** Records provided follows **
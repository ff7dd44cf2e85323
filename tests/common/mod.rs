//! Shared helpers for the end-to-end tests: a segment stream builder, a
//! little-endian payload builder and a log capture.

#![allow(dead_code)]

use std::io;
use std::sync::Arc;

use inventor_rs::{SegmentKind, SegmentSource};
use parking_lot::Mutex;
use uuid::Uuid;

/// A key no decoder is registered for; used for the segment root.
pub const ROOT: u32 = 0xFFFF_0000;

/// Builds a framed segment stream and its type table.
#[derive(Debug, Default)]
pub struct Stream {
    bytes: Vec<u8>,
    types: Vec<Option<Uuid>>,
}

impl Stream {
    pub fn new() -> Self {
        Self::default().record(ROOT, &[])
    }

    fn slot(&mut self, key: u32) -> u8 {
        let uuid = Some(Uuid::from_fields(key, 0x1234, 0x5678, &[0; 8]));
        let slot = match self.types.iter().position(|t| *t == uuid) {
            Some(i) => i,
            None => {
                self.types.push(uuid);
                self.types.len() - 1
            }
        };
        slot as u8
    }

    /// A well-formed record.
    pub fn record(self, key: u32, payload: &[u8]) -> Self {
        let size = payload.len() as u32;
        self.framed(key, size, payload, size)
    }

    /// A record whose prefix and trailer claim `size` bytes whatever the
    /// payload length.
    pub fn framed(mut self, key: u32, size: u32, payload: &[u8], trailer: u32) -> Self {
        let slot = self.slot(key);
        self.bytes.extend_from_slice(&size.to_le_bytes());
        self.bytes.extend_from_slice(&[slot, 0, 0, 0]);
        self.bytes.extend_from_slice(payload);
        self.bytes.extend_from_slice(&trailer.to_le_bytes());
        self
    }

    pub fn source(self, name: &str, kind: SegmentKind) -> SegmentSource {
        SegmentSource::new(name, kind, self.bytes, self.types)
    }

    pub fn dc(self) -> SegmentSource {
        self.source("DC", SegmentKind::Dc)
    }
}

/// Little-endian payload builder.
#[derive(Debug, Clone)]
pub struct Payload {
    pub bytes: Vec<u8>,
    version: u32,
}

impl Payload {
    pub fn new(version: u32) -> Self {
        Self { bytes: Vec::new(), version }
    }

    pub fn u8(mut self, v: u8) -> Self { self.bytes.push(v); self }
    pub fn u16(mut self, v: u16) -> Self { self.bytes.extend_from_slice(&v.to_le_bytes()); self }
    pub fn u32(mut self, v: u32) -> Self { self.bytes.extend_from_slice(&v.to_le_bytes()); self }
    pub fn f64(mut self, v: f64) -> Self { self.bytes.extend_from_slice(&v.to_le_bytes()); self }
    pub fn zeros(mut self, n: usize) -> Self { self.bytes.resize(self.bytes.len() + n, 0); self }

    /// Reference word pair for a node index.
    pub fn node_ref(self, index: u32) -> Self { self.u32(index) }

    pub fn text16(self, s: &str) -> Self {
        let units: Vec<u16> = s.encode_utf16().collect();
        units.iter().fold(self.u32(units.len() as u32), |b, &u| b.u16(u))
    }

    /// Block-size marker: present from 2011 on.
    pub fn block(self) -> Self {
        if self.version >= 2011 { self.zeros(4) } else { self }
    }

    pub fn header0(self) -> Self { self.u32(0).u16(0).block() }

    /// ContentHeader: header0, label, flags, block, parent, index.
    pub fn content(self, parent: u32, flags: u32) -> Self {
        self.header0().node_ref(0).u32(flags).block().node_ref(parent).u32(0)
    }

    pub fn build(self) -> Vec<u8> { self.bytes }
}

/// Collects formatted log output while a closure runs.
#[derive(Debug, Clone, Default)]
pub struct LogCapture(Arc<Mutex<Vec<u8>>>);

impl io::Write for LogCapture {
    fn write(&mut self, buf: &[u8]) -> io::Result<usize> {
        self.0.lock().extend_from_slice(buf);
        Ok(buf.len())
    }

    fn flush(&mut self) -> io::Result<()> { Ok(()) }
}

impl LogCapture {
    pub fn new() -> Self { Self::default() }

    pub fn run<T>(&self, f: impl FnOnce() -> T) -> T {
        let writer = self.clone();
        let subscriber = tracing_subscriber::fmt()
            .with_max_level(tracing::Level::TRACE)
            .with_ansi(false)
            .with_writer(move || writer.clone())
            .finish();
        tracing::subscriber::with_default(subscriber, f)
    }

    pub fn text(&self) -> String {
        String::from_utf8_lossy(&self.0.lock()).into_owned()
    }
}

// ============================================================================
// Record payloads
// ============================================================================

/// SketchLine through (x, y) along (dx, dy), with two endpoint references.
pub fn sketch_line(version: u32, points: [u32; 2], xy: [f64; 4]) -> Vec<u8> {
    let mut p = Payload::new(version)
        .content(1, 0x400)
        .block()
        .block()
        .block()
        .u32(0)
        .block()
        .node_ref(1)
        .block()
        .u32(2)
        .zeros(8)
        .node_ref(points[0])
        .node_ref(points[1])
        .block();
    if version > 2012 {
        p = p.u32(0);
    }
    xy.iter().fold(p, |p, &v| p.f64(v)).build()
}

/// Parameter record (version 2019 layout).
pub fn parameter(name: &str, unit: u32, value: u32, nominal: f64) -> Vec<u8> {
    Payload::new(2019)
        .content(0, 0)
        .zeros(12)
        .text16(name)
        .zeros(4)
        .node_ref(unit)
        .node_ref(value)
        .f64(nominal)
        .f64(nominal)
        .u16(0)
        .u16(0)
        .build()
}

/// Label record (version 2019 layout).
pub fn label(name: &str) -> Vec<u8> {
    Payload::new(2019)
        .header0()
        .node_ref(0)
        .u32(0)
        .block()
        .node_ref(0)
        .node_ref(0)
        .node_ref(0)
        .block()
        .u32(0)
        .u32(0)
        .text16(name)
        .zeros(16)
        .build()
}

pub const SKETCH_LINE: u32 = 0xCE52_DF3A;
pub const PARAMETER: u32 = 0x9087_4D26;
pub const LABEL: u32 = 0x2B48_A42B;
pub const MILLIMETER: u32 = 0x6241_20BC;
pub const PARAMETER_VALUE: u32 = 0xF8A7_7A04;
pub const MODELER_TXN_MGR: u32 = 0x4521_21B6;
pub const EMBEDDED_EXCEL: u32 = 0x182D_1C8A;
** End of Records provided **
Exercise description -> How many lines of the entries hold the word "layout"? Respond with the number alone.

Task answer -> 2